Carcinogen Exposure and Epigenetic Silencing in Bladder Cancer

 Tobacco smoking, certain occupational exposures, and exposure to inorganic arsenic in drinking water have been associated with the occurrence of bladder cancer. However, in these tumors the exposure‐associated pattern of somatic alterations in genes in the causal pathway for disease has been poorly characterized. Animal and in vitro studies have suggested that arsenic, tobacco carcinogens, and other exposures may act through epigenetic mechanisms. We, therefore, examined, in a population‐based study of human bladder cancer ( n = 351), the relationship between epigenetic silencing of the tumor‐suppressor genes, p16 INK4A , RASSF1A , PRSS3 , and the four SFRP genes and exposure to both tobacco and arsenic in bladder cancer. Promotor methylation silencing of each of these genes occurred in approximately 30–50% of bladder cancers. Epigenetic silencing of RASSF1A and PRSS3 and any of the SFRP genes were each significantly associated with advanced tumor stage ( P < 0.001, P < 0.04, and P < 0.005, respectively).
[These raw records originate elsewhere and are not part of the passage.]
//! Strips `:contentReference[oaicite:N]{index=N}` citation artefacts from
//! every string of a JSON catalog file.

use anyhow::{bail, Context, Result};
use clap::Parser;
use regex::Regex;
use serde_json::Value;
use std::path::PathBuf;

const CITATION_PATTERN: &str = r":contentReference\[oaicite:\d+\]\{index=\d+\}";

#[derive(Parser, Debug)]
#[command(name = "clean-refs", version, about, long_about = None)]
struct Args {
    /// JSON file to clean
    input: PathBuf,
    /// Where to write the cleaned, pretty-printed JSON
    output: PathBuf,
}

fn clean_value(value: Value, pattern: &Regex) -> Value {
    match value {
        Value::String(s) => Value::String(pattern.replace_all(&s, "").into_owned()),
        Value::Array(values) => Value::Array(
            values
                .into_iter()
                .map(|v| clean_value(v, pattern))
                .collect(),
        ),
        Value::Object(map) => Value::Object(
            map.into_iter()
                .map(|(k, v)| (k, clean_value(v, pattern)))
                .collect(),
        ),
        other => other,
    }
}

fn clean_text(text: &str, pattern: &Regex) -> Result<String> {
    let value: Value = serde_json::from_str(text).context("input is not valid JSON")?;
    Ok(serde_json::to_string_pretty(&clean_value(value, pattern))?)
}

fn main() -> Result<()> {
    let args = Args::parse();
    if !args.input.is_file() {
        bail!("{} does not exist or is not a file", args.input.display());
    }

    let pattern = Regex::new(CITATION_PATTERN)?;
    let text = std::fs::read_to_string(&args.input)
        .with_context(|| format!("failed to read {}", args.input.display()))?;
    let cleaned = clean_text(&text, &pattern)?;
    std::fs::write(&args.output, cleaned)
        .with_context(|| format!("failed to write {}", args.output.display()))?;

    println!("Cleaned JSON written to {}", args.output.display());
    Ok(())
}

#[cfg(test)]
mod tests {
    use super::*;
    use serde_json::json;

    fn pattern() -> Regex {
        Regex::new(CITATION_PATTERN).unwrap()
    }

    #[test]
    fn test_strips_nested_citations() {
        let dirty = json!([
            {
                "name": "Rex:contentReference[oaicite:12]{index=12}",
                "notes": ["Feed meat:contentReference[oaicite:3]{index=3} only"],
                "level": 150,
                "tame": {"kibble": "Exceptional:contentReference[oaicite:0]{index=0}"}
            }
        ]);
        let clean = clean_value(dirty, &pattern());
        assert_eq!(
            clean,
            json!([
                {
                    "name": "Rex",
                    "notes": ["Feed meat only"],
                    "level": 150,
                    "tame": {"kibble": "Exceptional"}
                }
            ])
        );
    }

    #[test]
    fn test_leaves_lookalikes() {
        let text = r#"{"a": ":contentReference[oaicite:x]{index=1}", "b": "oaicite:1"}"#;
        let cleaned = clean_text(text, &pattern()).unwrap();
        let value: Value = serde_json::from_str(&cleaned).unwrap();
        assert_eq!(value["a"], ":contentReference[oaicite:x]{index=1}");
        assert_eq!(value["b"], "oaicite:1");
    }

    #[test]
    fn test_output_is_pretty_and_keeps_unicode() {
        let cleaned = clean_text(r#"{"name":"Ptéranodon"}"#, &pattern()).unwrap();
        assert_eq!(cleaned, "{\n  \"name\": \"Ptéranodon\"\n}");
    }

    #[test]
    fn test_keeps_key_order() {
        let text = r#"{"name":"Rex:contentReference[oaicite:1]{index=1}","class":"Rex_Character_BP_C","a":1}"#;
        let cleaned = clean_text(text, &pattern()).unwrap();
        assert_eq!(
            cleaned,
            "{\n  \"name\": \"Rex\",\n  \"class\": \"Rex_Character_BP_C\",\n  \"a\": 1\n}"
        );
    }

    #[test]
    fn test_rejects_invalid_json() {
        assert!(clean_text("{broken", &pattern()).is_err());
    }

    #[test]
    fn test_writes_cleaned_file() -> Result<()> {
        let temp_dir = tempfile::tempdir()?;
        let input = temp_dir.path().join("in.json");
        std::fs::write(&input, r#"["x:contentReference[oaicite:1]{index=1}"]"#)?;
        let cleaned = clean_text(&std::fs::read_to_string(&input)?, &pattern())?;
        assert_eq!(cleaned, "[\n  \"x\"\n]");
        Ok(())
    }
}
Arsenic exposure, measured as toenail arsenic, was associated with RASSF1A ( P < 0.02) and PRSS3 ( P < 0.1) but not p16 INK4A or SFRP promotor methylation, in models adjusted for stage and other risk factors. Cigarette smoking was associated with a greater than twofold increased risk of promotor methylation of the p16 INK4A gene, with greater risk seen in patients with exposures more recent to disease diagnosis, and smoking was also significantly associated with any SFRP gene methylation ( P < 0.01). These results from human bladder tumors, add to the body of animal and in vitro evidence that suggests bladder carcinogens play a crucial role in the induction of important epigenetic alterations.